The many benefits of image compression include less required storage space, quicker sending and receiving of images and less time lost on image viewing and loading. But where and how is image compression used today? Just as image compression has increased the efficiency of sharing and viewing personal images, it offers the same benefits to just about every industry in existence. Early evidence of image compression suggests that this technique was, in the beginning, most commonly used in the printing, data storage and telecommunications industries. Today however, the digital form of image compression is also being put to work in industries such as fax transmission, satellite remote sensing and high definition television, to name but a few.
In certain industries, the archiving of large numbers of images is required. A good example is the health industry, where the constant scanning and/or storage of medical images and documents take place. Image compression offers many benefits here, as information can be stored without placing large loads on system servers. Depending on the type of compression applied, images can be compressed to save storage space, or to send to multiple physicians for examination.
And conveniently, these images can uncompress when they are ready to be viewed, retaining the original high quality and detail that medical imagery demands. Image compression is also useful to any organization which requires the viewing and storing of images to be standardized, such as a chain of retail stores or a federal government agency. In the retail store example, the introduction and placement of new products or the removal of discontinued items can be much more easily completed when all employees receive, view and process images in the same way. Federal government agencies that standardize their image viewing, storage and transmitting processes can eliminate large amounts of time spent in explanation and problem solving.

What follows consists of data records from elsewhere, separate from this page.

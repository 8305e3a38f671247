// Copyright (C) 2025 SyncMyOrders Sp. z o.o.
// SPDX-License-Identifier: AGPL-3.0-or-later
//! In-memory projection of an AppContext tree.
//!
//! The projection carries the per-node skip bits used by the two update
//! phases. It is rebuilt for every event and never persisted.

use std::collections::HashSet;

use tracing::debug;

use crate::appcontext::AppContext;
use crate::error::{Error, Result};

#[derive(Debug, Clone, PartialEq, Eq)]
pub struct ResourceNode {
    pub name: String,
    pub skip: bool,
}

#[derive(Debug, Clone, PartialEq, Eq)]
pub struct ClusterNode {
    pub name: String,
    pub skip: bool,
    /// The cluster no longer hosts this app in the newer generation.
    pub retired: bool,
    /// Resources in apply order.
    pub resources: Vec<ResourceNode>,
}

impl ClusterNode {
    fn resource_names(&self) -> HashSet<&str> {
        self.resources.iter().map(|r| r.name.as_str()).collect()
    }
}

#[derive(Debug, Clone, PartialEq, Eq)]
pub struct AppNode {
    pub name: String,
    pub skip: bool,
    pub clusters: Vec<ClusterNode>,
}

impl AppNode {
    fn cluster(&self, name: &str) -> Option<&ClusterNode> {
        self.clusters.iter().find(|c| c.name == name)
    }

    fn all_clusters_skipped(&self) -> bool {
        self.clusters.iter().all(|c| c.skip)
    }
}

/// Apps in apply order, each with its clusters and ordered resources.
#[derive(Debug, Clone, Default, PartialEq, Eq)]
pub struct AppTree {
    pub apps: Vec<AppNode>,
}

impl AppTree {
    /// Read the tree of `ac`.
    ///
    /// Apps follow the app order instruction; without one they are listed by
    /// name. A cluster without a resource order has no resources to process.
    pub async fn load(ac: &AppContext) -> Result<Self> {
        let app_names = match ac.get_app_order().await {
            Ok(order) => order,
            Err(Error::NotFound(_)) => ac.get_app_names().await?,
            Err(e) => return Err(e),
        };

        let mut apps = Vec::with_capacity(app_names.len());
        for app in app_names {
            let mut clusters = Vec::new();
            for cluster in ac.get_cluster_names(&app).await? {
                let order = match ac.get_resource_order(&app, &cluster).await {
                    Ok(order) => order,
                    Err(Error::NotFound(_)) => Vec::new(),
                    Err(e) => return Err(e),
                };
                clusters.push(ClusterNode {
                    name: cluster,
                    skip: false,
                    retired: false,
                    resources: order
                        .into_iter()
                        .map(|name| ResourceNode { name, skip: false })
                        .collect(),
                });
            }
            apps.push(AppNode {
                name: app,
                skip: false,
                clusters,
            });
        }
        Ok(Self { apps })
    }

    fn app(&self, name: &str) -> Option<&AppNode> {
        self.apps.iter().find(|a| a.name == name)
    }

    /// Number of resources that will be processed.
    pub fn active_resources(&self) -> usize {
        self.apps
            .iter()
            .filter(|a| !a.skip)
            .flat_map(|a| a.clusters.iter().filter(|c| !c.skip))
            .flat_map(|c| c.resources.iter().filter(|r| !r.skip))
            .count()
    }

    /// Mark `self` (the older generation) so that deleting it only removes
    /// resources that `new` no longer has.
    pub fn mark_delete_phase(&mut self, new: &AppTree) {
        for app in &mut self.apps {
            let Some(new_app) = new.app(&app.name) else {
                for cluster in &mut app.clusters {
                    cluster.retired = true;
                }
                continue;
            };

            for cluster in &mut app.clusters {
                let Some(new_cluster) = new_app.cluster(&cluster.name) else {
                    cluster.retired = true;
                    continue;
                };
                let kept = new_cluster.resource_names();
                let mut removed = 0;
                for resource in &mut cluster.resources {
                    if kept.contains(resource.name.as_str()) {
                        resource.skip = true;
                    } else {
                        removed += 1;
                    }
                }
                if removed == 0 {
                    cluster.skip = true;
                }
            }
            app.skip = app.all_clusters_skipped();
            debug!(app = %app.name, skip = app.skip, "Delete phase marked");
        }
    }

    /// Mark `self` (the newer generation) so that applying it only touches
    /// resources that changed or were added since `old_ac`.
    pub async fn mark_modify_phase(
        &mut self,
        new_ac: &AppContext,
        old: &AppTree,
        old_ac: &AppContext,
    ) -> Result<()> {
        for app in &mut self.apps {
            let Some(old_app) = old.app(&app.name) else {
                continue;
            };
            for cluster in &mut app.clusters {
                let Some(old_cluster) = old_app.cluster(&cluster.name) else {
                    continue;
                };
                let previous = old_cluster.resource_names();
                let mut changed = 0;
                for resource in &mut cluster.resources {
                    if !previous.contains(resource.name.as_str()) {
                        changed += 1;
                        continue;
                    }
                    let new_bytes = new_ac
                        .get_resource_bytes(&app.name, &cluster.name, &resource.name)
                        .await?;
                    let old_bytes = old_ac
                        .get_resource_bytes(&app.name, &cluster.name, &resource.name)
                        .await?;
                    if new_bytes == old_bytes {
                        resource.skip = true;
                    } else {
                        changed += 1;
                    }
                }
                if changed == 0 {
                    cluster.skip = true;
                }
            }
            app.skip = app.all_clusters_skipped();
            debug!(app = %app.name, skip = app.skip, "Modify phase marked");
        }
        Ok(())
    }
}

#[cfg(test)]
mod tests {
    use super::*;
    use crate::persistence::{KvStore, MemoryStore};
    use std::sync::Arc;

    fn cm(name: &str, value: &str) -> Vec<u8> {
        format!("apiVersion: v1\nkind: ConfigMap\nmetadata:\n  name: {name}\ndata:\n  v: \"{value}\"\n")
            .into_bytes()
    }

    async fn seed(
        store: Arc<dyn KvStore>,
        id: &str,
        tree: &[(&str, &str, &[(&str, &str)])],
    ) -> AppContext {
        let ac = AppContext::create(store, id).await.unwrap();
        let mut apps: Vec<String> = Vec::new();
        for (app, cluster, resources) in tree {
            if !apps.iter().any(|a| a == app) {
                ac.add_app(app).await.unwrap();
                apps.push(app.to_string());
            }
            let app_handle = ac.get_app_handle(app).await.unwrap();
            ac.add_cluster(&app_handle, cluster).await.unwrap();
            for (name, value) in *resources {
                ac.add_ordered_resource(app, cluster, name, &cm(name, value))
                    .await
                    .unwrap();
            }
        }
        ac.set_app_order(&apps).await.unwrap();
        ac
    }

    fn processed(tree: &AppTree) -> Vec<String> {
        let mut out = Vec::new();
        for app in tree.apps.iter().filter(|a| !a.skip) {
            for cluster in app.clusters.iter().filter(|c| !c.skip) {
                for r in cluster.resources.iter().filter(|r| !r.skip) {
                    out.push(format!("{}/{}/{}", app.name, cluster.name, r.name));
                }
            }
        }
        out
    }

    #[tokio::test]
    async fn test_load_follows_orders() {
        let store: Arc<dyn KvStore> = Arc::new(MemoryStore::new());
        let ac = seed(
            store,
            "1",
            &[
                ("a2", "p+c1", &[("r3", "x"), ("r4", "x")]),
                ("a1", "p+c1", &[("r1", "x"), ("r2", "x")]),
            ],
        )
        .await;
        let tree = AppTree::load(&ac).await.unwrap();
        let names: Vec<_> = tree.apps.iter().map(|a| a.name.as_str()).collect();
        assert_eq!(names, vec!["a2", "a1"]);
        assert_eq!(tree.active_resources(), 4);
        assert_eq!(tree.apps[0].clusters[0].resources[0].name, "r3");
    }

    #[tokio::test]
    async fn test_delete_phase_keeps_only_removed_resources() {
        let store: Arc<dyn KvStore> = Arc::new(MemoryStore::new());
        let old = seed(
            store.clone(),
            "old",
            &[
                ("a1", "p+c1", &[("r1", "1"), ("r2", "1")]),
                ("a1", "p+c2", &[("r1", "1")]),
                ("a2", "p+c1", &[("r5", "1")]),
            ],
        )
        .await;
        let new = seed(store, "new", &[("a1", "p+c1", &[("r1", "2"), ("r3", "1")])]).await;

        let mut old_tree = AppTree::load(&old).await.unwrap();
        let new_tree = AppTree::load(&new).await.unwrap();
        old_tree.mark_delete_phase(&new_tree);

        assert_eq!(
            processed(&old_tree),
            vec!["a1/p+c1/r2", "a1/p+c2/r1", "a2/p+c1/r5"]
        );
        let a1 = &old_tree.apps[0];
        assert!(!a1.clusters[0].retired);
        assert!(a1.clusters[1].retired);
        assert!(old_tree.apps[1].clusters[0].retired);
    }

    #[tokio::test]
    async fn test_delete_phase_skips_unchanged_cluster() {
        let store: Arc<dyn KvStore> = Arc::new(MemoryStore::new());
        let old = seed(store.clone(), "old", &[("a1", "p+c1", &[("r1", "1")])]).await;
        let new = seed(store, "new", &[("a1", "p+c1", &[("r1", "2")])]).await;

        let mut old_tree = AppTree::load(&old).await.unwrap();
        old_tree.mark_delete_phase(&AppTree::load(&new).await.unwrap());
        assert!(old_tree.apps[0].clusters[0].skip);
        assert!(old_tree.apps[0].skip);
        assert_eq!(old_tree.active_resources(), 0);
    }

    #[tokio::test]
    async fn test_modify_phase_applies_changed_and_added() {
        let store: Arc<dyn KvStore> = Arc::new(MemoryStore::new());
        let old = seed(
            store.clone(),
            "old",
            &[
                ("a1", "p+c1", &[("r1", "1"), ("r2", "1")]),
                ("a1", "p+c2", &[("r1", "1")]),
            ],
        )
        .await;
        let new = seed(
            store,
            "new",
            &[
                ("a1", "p+c1", &[("r1", "2"), ("r3", "1")]),
                ("a1", "p+c2", &[("r1", "1")]),
                ("a3", "p+c1", &[("r9", "1")]),
            ],
        )
        .await;

        let old_tree = AppTree::load(&old).await.unwrap();
        let mut new_tree = AppTree::load(&new).await.unwrap();
        new_tree
            .mark_modify_phase(&new, &old_tree, &old)
            .await
            .unwrap();

        assert_eq!(
            processed(&new_tree),
            vec!["a1/p+c1/r1", "a1/p+c1/r3", "a3/p+c1/r9"]
        );
        assert!(new_tree.apps[0].clusters[1].skip);
        assert!(!new_tree.apps[0].skip);
    }
}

The time they save can then be applied to issues within the organization, such as the improvement of government and employee programs. In the security industry, image compression can greatly increase the efficiency of recording, processing and storage. However, in this application it is imperative to determine whether one compression standard will benefit all areas. For example, in a video networking or closed-circuit television application, several images at different frame rates may be required. Time is also a consideration, as different areas may need to be recorded for various lengths of time. Image resolution and quality also become considerations, as does network bandwidth and the overall security of the system.
Museums and galleries consider the quality of reproductions to be of the utmost importance. Image compression, therefore, can be very effectively applied in cases where accurate representations of museum or gallery items are required, such as on a web site. Detailed images which offer short download times and easy viewing benefit all types of visitors, from the student to the discriminating collector. Compressed images can also be used in museum or gallery kiosks for the education of that establishment's visitors.
In a library scenario, students and enthusiasts from around the world can view and enjoy a multitude of documents and texts without having to incur traveling or lodging costs to do so. Regardless of industry, image compression has virtually endless benefits wherever improved storage, viewing and transmission of images are required. And with the many image compression programs available today, there is sure to be more than one that fits your requirements best.